En aquel tiempo, se retiraron los fariseos y llegaron a un acuerdo para comprometer a Jesús con una pregunta. Le enviaron unos discípulos, con unos partidarios de Herodes, y le dijeron: “Maestro, sabemos que eres sincero y que enseñas el camino de Dios conforme a la verdad; sin que te importe nadie, porque no te fijas en apariencias. Dinos, pues, qué opinas: ¿es lícito pagar impuesto al César o no?”. Comprendiendo su mala voluntad, les dijo Jesús: “¡Hipócritas!, ¿por qué me tentáis? Enseñadme la moneda del impuesto”. Le presentaron un denario. Él les preguntó: “¿De quién son esta cara y esta inscripción?”. Le respondieron: “Del César”. Entonces les replicó: “Pues pagadle al César lo que es del César y a Dios lo que es de Dios”.

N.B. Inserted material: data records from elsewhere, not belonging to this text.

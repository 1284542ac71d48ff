//! Embedder-supplied configuration: connection parameters plus the set of
//! tables to subscribe to. Grounded on spec §6's recognized-options table;
//! no file/env parsing is attempted (an explicit Non-goal) but the shapes
//! derive `serde::Serialize`/`Deserialize` the way the teacher's own public
//! types do, so an embedder can load them from whatever format it likes.

use serde::{Deserialize, Serialize};

use crate::callback_router::{EventKind, RowCallback, RowType};
use crate::table_key::TableKey;

/// Connection + replication-wide options (spec §6).
#[derive(Debug, Clone, Serialize, Deserialize)]
pub struct Config {
    pub mysql_host: String,
    pub mysql_port: u16,
    pub mysql_user: String,
    pub mysql_pass: String,
    /// Enables the `COM_BINLOG_DUMP_GTID` path (§4.5).
    pub mysql_slave_gtid_enabled: bool,
    /// Seconds between reconnect attempts while `Connecting` (§4.5/§5).
    pub connect_retry: u64,
    /// Seed for `generate_slave_id`; see `bootstrap::generate_slave_id`.
    pub server_id_seed: u32,
}

impl Default for Config {
    fn default() -> Self {
        Config {
            mysql_host: "127.0.0.1".to_owned(),
            mysql_port: 3306,
            mysql_user: String::new(),
            mysql_pass: String::new(),
            mysql_slave_gtid_enabled: false,
            connect_retry: 5,
            server_id_seed: 1,
        }
    }
}

/// One table's subscription: which row-change kinds to deliver, in which
/// shape, through which callback, restricted to which columns.
pub struct TableConfig {
    pub key: TableKey,
    pub callback: RowCallback,
    pub column_filter: Vec<String>,
    pub row_type: RowType,
    pub filter: EventKind,
}

impl TableConfig {
    pub fn new(db: impl Into<String>, table: impl Into<String>, callback: RowCallback) -> Self {
        TableConfig {
            key: TableKey::new(db, table),
            callback,
            column_filter: Vec::new(),
            row_type: RowType::Map,
            filter: EventKind::ALL,
        }
    }

    pub fn with_column_filter(mut self, columns: Vec<String>) -> Self {
        self.column_filter = columns;
        self
    }

    pub fn with_row_type(mut self, row_type: RowType) -> Self {
        self.row_type = row_type;
        self
    }

    pub fn with_filter(mut self, filter: EventKind) -> Self {
        self.filter = filter;
        self
    }
}

/// Called after a DDL-driven schema rebuild, with the table's new field list
/// (spec §6: per-table `ddl_callback`).
pub type DdlCallback = Box<dyn Fn(&TableKey, &[crate::table::Column]) + Send>;

/// Called on XID (transaction commit), with the originating server id
/// (spec §6: global `xid_callback(server_id)`).
pub type XidCallback = Box<dyn Fn(u32) + Send>;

“CÉSAR” Y “DIOS” EN CLAVE TRANSPERSONAL

    La pregunta de los fariseos era una trampa difícil de resolver, teniendo en cuenta la realidad sociopolítica y religiosa del pueblo judío, sometido al Imperio Romano. La respuesta de Jesús es una salida airosa, inteligente y astuta, que confronta a los fariseos con su propia mentira.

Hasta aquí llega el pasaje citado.